··· EXCERPTED RECORDS
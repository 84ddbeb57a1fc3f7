use axum::extract::State;
use axum::{Json, http::StatusCode};
use serde::{Deserialize, Serialize};

use identity_mongodb::CancellationToken;

use crate::error::SampleError;
use crate::state::AppState;
use crate::usecase::role::CreateRoleUseCase;

// ── POST /roles ──────────────────────────────────────────────────────────────

#[derive(Deserialize)]
pub struct CreateRoleRequest {
    pub name: String,
}

#[derive(Serialize)]
pub struct RoleResponse {
    pub id: String,
    pub name: Option<String>,
    pub normalized_name: Option<String>,
}

pub async fn create_role(
    State(state): State<AppState>,
    Json(body): Json<CreateRoleRequest>,
) -> Result<(StatusCode, Json<RoleResponse>), SampleError> {
    let usecase = CreateRoleUseCase {
        store: state.role_store(),
    };
    let role = usecase
        .execute(&body.name, &CancellationToken::new())
        .await?;
    Ok((
        StatusCode::CREATED,
        Json(RoleResponse {
            id: role.id().to_hex(),
            name: role.name,
            normalized_name: role.normalized_name,
        }),
    ))
}
use geo::{Distance, Haversine, Point};
use std::error::Error;
use std::fmt;

use crate::load_cities::City;

const METERS_PER_KM: f64 = 1000.0;

/// The city dataset must be non-empty; this is a configuration error, not a
/// per-query condition.
#[derive(Debug, Clone, Copy, PartialEq, Eq)]
pub struct EmptyCityList;

impl fmt::Display for EmptyCityList {
    fn fmt(&self, f: &mut fmt::Formatter<'_>) -> fmt::Result {
        write!(f, "city dataset is empty")
    }
}

impl Error for EmptyCityList {}

#[derive(Debug, Clone, Copy)]
pub struct LocateResult<'a> {
    pub city: &'a City,
    pub distance_km: f64,
}

/// Linear scan for the city with minimum great-circle distance to `point`.
/// Strict comparison keeps the first-encountered city on ties, so results
/// are stable across calls. Distances are unrounded kilometers.
pub fn nearest<'a>(point: &Point<f64>, cities: &'a [City]) -> Result<LocateResult<'a>, EmptyCityList> {
    let mut best: Option<LocateResult<'a>> = None;

    for city in cities {
        let distance_km = Haversine.distance(*point, city.location()) / METERS_PER_KM;
        let closer = match &best {
            Some(found) => distance_km < found.distance_km,
            None => true,
        };
        if closer {
            best = Some(LocateResult { city, distance_km });
        }
    }

    best.ok_or(EmptyCityList)
}
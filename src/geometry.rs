use geo::{Contains, MultiPolygon, Point, Polygon};

/// Pure containment test against a single ring set. Self-intersecting or
/// degenerate rings give undefined results; input is not validated.
pub fn point_in_polygon(point: &Point<f64>, polygon: &Polygon<f64>) -> bool {
    polygon.contains(point)
}

/// A point is in a multi-polygon if at least one member contains it.
pub fn point_in_multi_polygon(point: &Point<f64>, multi: &MultiPolygon<f64>) -> bool {
    multi.0.iter().any(|polygon| polygon.contains(point))
}
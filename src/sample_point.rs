use geo::{BoundingRect, Point, Polygon};
use rand::Rng;

use crate::geometry::point_in_polygon;
use crate::land_mask::LandMask;

/// Bounds the rejection loop; the sampler's only termination guarantee.
pub const DEFAULT_MAX_ATTEMPTS: usize = 1000;

#[derive(Debug, Clone, Copy, PartialEq)]
pub enum SampleResult {
    Accepted(Point<f64>),
    /// No candidate passed both membership tests within the attempt budget.
    /// Expected outcome for shapes over open ocean, not an error.
    Exhausted,
}

/// Draws uniform candidates from the shape's bounding box until one lies
/// both inside the shape and on land, or the budget runs out.
///
/// The distribution is uniform over the bounding box, not over the valid
/// area; acceptance degrades as the shape's land fraction of its box shrinks.
pub fn sample_in_region<R: Rng>(
    rng: &mut R,
    shape: &Polygon<f64>,
    land: &LandMask,
    max_attempts: usize,
) -> SampleResult {
    let Some(bounds) = shape.bounding_rect() else {
        return SampleResult::Exhausted;
    };

    for _ in 0..max_attempts {
        let lng = rng.random_range(bounds.min().x..=bounds.max().x);
        let lat = rng.random_range(bounds.min().y..=bounds.max().y);
        let candidate = Point::new(lng, lat);

        if point_in_polygon(&candidate, shape) && land.is_on_land(&candidate) {
            return SampleResult::Accepted(candidate);
        }
    }

    SampleResult::Exhausted
}
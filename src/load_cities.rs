use geo::Point;
use serde::Deserialize;
use std::error::Error;
use std::fs;

use crate::nearest_city::EmptyCityList;

/// One record of the GeoNames-derived city dataset. Loaded once at startup,
/// read-only afterwards.
#[derive(Debug, Clone, Deserialize)]
pub struct City {
    pub name: String,
    pub country: String,
    pub lat: f64,
    pub lng: f64,
    #[serde(default)]
    pub population: u64,
}

impl City {
    pub fn location(&self) -> Point<f64> {
        Point::new(self.lng, self.lat)
    }
}

/// An empty dataset is a data error and fails startup validation here
/// rather than surfacing on the first query.
pub fn load_cities(path: &str) -> Result<Vec<City>, Box<dyn Error>> {
    let raw = fs::read_to_string(path)?;
    let cities: Vec<City> = serde_json::from_str(&raw)?;
    if cities.is_empty() {
        return Err(Box::new(EmptyCityList));
    }
    Ok(cities)
}
//! HTTP transport to move providers.
//!
//! The gateway only ever sees [`TransportRequest`] and
//! [`TransportResponse`]; swapping the transport is how tests run the
//! full turn cycle without a network.

use derive_getters::Getters;
use derive_more::{Display, Error};
use std::time::Duration;
use tracing::{debug, error, info, instrument};

/// A JSON POST to a provider endpoint.
#[derive(Clone, Getters)]
pub struct TransportRequest {
    /// Full endpoint URL.
    endpoint: String,
    /// Header name/value pairs. Values may contain credentials.
    headers: Vec<(String, String)>,
    /// JSON request body.
    body: serde_json::Value,
}

impl TransportRequest {
    /// Creates a request.
    pub fn new(endpoint: String, headers: Vec<(String, String)>, body: serde_json::Value) -> Self {
        Self {
            endpoint,
            headers,
            body,
        }
    }
}

impl std::fmt::Debug for TransportRequest {
    fn fmt(&self, f: &mut std::fmt::Formatter<'_>) -> std::fmt::Result {
        let header_names: Vec<&str> = self.headers.iter().map(|(name, _)| name.as_str()).collect();
        f.debug_struct("TransportRequest")
            .field("endpoint", &self.endpoint)
            .field("headers", &header_names)
            .field("body", &self.body)
            .finish()
    }
}

/// Status and raw body of a provider response.
#[derive(Debug, Clone, PartialEq, Eq, Getters)]
pub struct TransportResponse {
    /// HTTP status code.
    status: u16,
    /// Response body as text.
    body: String,
}

impl TransportResponse {
    /// Creates a response.
    pub fn new(status: u16, body: impl Into<String>) -> Self {
        Self {
            status,
            body: body.into(),
        }
    }

    /// True for 2xx statuses.
    pub fn is_success(&self) -> bool {
        (200..300).contains(&self.status)
    }
}

/// Network-level failure: no HTTP response was obtained.
#[derive(Debug, Clone, Display, Error)]
#[display("Transport error: {} at {}:{}", message, file, line)]
pub struct TransportError {
    /// Error message.
    pub message: String,
    /// Line number where error occurred.
    pub line: u32,
    /// Source file where error occurred.
    pub file: &'static str,
}

impl TransportError {
    /// Creates a new transport error.
    #[track_caller]
    #[instrument(skip(message))]
    pub fn new(message: impl Into<String>) -> Self {
        let loc = std::panic::Location::caller();
        let message = message.into();
        error!(error_message = %message, "Transport error created");
        Self {
            message,
            line: loc.line(),
            file: loc.file(),
        }
    }
}

/// Sends provider requests.
#[async_trait::async_trait]
pub trait Transport: Send + Sync {
    /// Issues `request` and returns whatever the server answered.
    ///
    /// Non-success statuses are returned as responses, not errors.
    async fn send(&self, request: TransportRequest) -> Result<TransportResponse, TransportError>;
}

/// [`Transport`] over `reqwest`.
#[derive(Debug, Clone)]
pub struct HttpTransport {
    client: reqwest::Client,
}

impl HttpTransport {
    /// Creates a transport whose requests fail after `timeout`.
    ///
    /// # Errors
    ///
    /// Returns [`TransportError`] if the HTTP client cannot be built.
    #[instrument]
    pub fn new(timeout: Duration) -> Result<Self, TransportError> {
        info!("Creating HTTP transport");
        let client = reqwest::Client::builder()
            .timeout(timeout)
            .build()
            .map_err(|e| TransportError::new(format!("Failed to build HTTP client: {}", e)))?;
        Ok(Self { client })
    }
}

#[async_trait::async_trait]
impl Transport for HttpTransport {
    #[instrument(skip(self, request), fields(endpoint = %request.endpoint))]
    async fn send(&self, request: TransportRequest) -> Result<TransportResponse, TransportError> {
        let mut builder = self.client.post(&request.endpoint).json(&request.body);
        for (name, value) in &request.headers {
            builder = builder.header(name.as_str(), value.as_str());
        }

        debug!("Sending provider request");
        let response = builder.send().await.map_err(|e| {
            if e.is_timeout() {
                TransportError::new(format!("Request timed out: {}", e))
            } else {
                TransportError::new(format!("Request failed: {}", e))
            }
        })?;

        let status = response.status().as_u16();
        let body = response
            .text()
            .await
            .map_err(|e| TransportError::new(format!("Failed to read response: {}", e)))?;

        debug!(status, body_length = body.len(), "Provider responded");
        Ok(TransportResponse::new(status, body))
    }
}
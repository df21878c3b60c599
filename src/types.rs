//! Core domain types shared by every stage of a turn.

use derive_getters::Getters;
use derive_more::Display;
use serde::{Deserialize, Serialize};
use tracing::instrument;

/// Rationale recorded when a provider gives a move but no `REASON:` segment.
pub const NO_REASON_PROVIDED: &str = "No reason provided.";

/// One of the two alternating turn-takers.
///
/// White always moves first, so `White` is the first side of every session.
#[derive(
    Debug, Clone, Copy, PartialEq, Eq, Hash, Serialize, Deserialize, strum::Display, strum::EnumIter,
)]
#[serde(rename_all = "lowercase")]
pub enum Side {
    /// First side to move.
    White,
    /// Second side to move.
    Black,
}

impl Side {
    /// Returns the other side.
    #[instrument]
    pub fn opponent(self) -> Self {
        match self {
            Side::White => Side::Black,
            Side::Black => Side::White,
        }
    }
}

/// Serialized game state in Forsyth-Edwards Notation.
///
/// Positions are immutable values; every applied move yields a new one.
#[derive(Debug, Clone, PartialEq, Eq, Hash, Display, Serialize, Deserialize)]
#[serde(transparent)]
pub struct Position(String);

impl Position {
    /// Wraps a FEN string.
    pub fn new(fen: impl Into<String>) -> Self {
        Self(fen.into())
    }

    /// Returns the FEN text.
    pub fn as_fen(&self) -> &str {
        &self.0
    }
}

/// An unvalidated candidate move plus the provider's rationale.
///
/// Always fully populated: a provider that cannot produce a move
/// produces a [`Failure`](crate::Failure) instead.
#[derive(Debug, Clone, PartialEq, Eq, Getters, Serialize, Deserialize, derive_new::new)]
pub struct MoveProposal {
    /// Coordinate move such as `e2e4` or `a7a8q`, lowercase.
    uci: String,
    /// Free-form explanation from the provider.
    rationale: String,
}

/// A move the rules engine accepted and committed.
#[derive(Debug, Clone, PartialEq, Eq, Getters, Serialize, Deserialize)]
pub struct AppliedMove {
    /// Side that made the move.
    side: Side,
    /// Coordinate form of the move as proposed.
    uci: String,
    /// Canonical human-readable notation (SAN).
    notation: String,
    /// Position after the move.
    resulting_position: Position,
    /// Rationale carried over from the proposal.
    rationale: String,
}

impl AppliedMove {
    /// Creates an applied move record.
    #[instrument(skip(resulting_position, rationale))]
    pub fn new(
        side: Side,
        uci: String,
        notation: String,
        resulting_position: Position,
        rationale: String,
    ) -> Self {
        Self {
            side,
            uci,
            notation,
            resulting_position,
            rationale,
        }
    }
}

/// Game-ending condition reported by the rules engine.
#[derive(Debug, Clone, Copy, PartialEq, Eq, Hash, Display, Serialize, Deserialize)]
#[serde(tag = "reason", rename_all = "snake_case")]
pub enum TerminalReason {
    /// The side to move is mated.
    #[display("checkmate, {winner} wins")]
    Checkmate {
        /// Side that delivered mate.
        winner: Side,
    },
    /// The side to move has no legal move and is not in check.
    #[display("stalemate")]
    Stalemate,
    /// The same position occurred three times.
    #[display("draw by threefold repetition")]
    ThreefoldRepetition,
    /// Neither side can possibly mate.
    #[display("draw by insufficient material")]
    InsufficientMaterial,
    /// One hundred half-moves without a capture or pawn move.
    #[display("draw by fifty-move rule")]
    FiftyMoveRule,
}

/// Result of one provider turn.
#[derive(Debug, Clone, PartialEq, Eq)]
pub enum TurnOutcome {
    /// A legal move was committed and the game goes on.
    Applied(AppliedMove),
    /// The turn failed; the session halts.
    Failure(crate::failure::Failure),
    /// A committed move ended the game.
    TerminalReached {
        /// The final move.
        applied: AppliedMove,
        /// How the game ended.
        reason: TerminalReason,
    },
    /// The provider settled after its session halted; nothing was applied.
    Discarded,
}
······
• **ACTION ITEM**: Show me every line of the entries above that holds "tests".

• **RESPONSE**:
    /// No candidate passed both membership tests within the attempt budget.
//! [`TransportResponse`]; swapping the transport is how tests run the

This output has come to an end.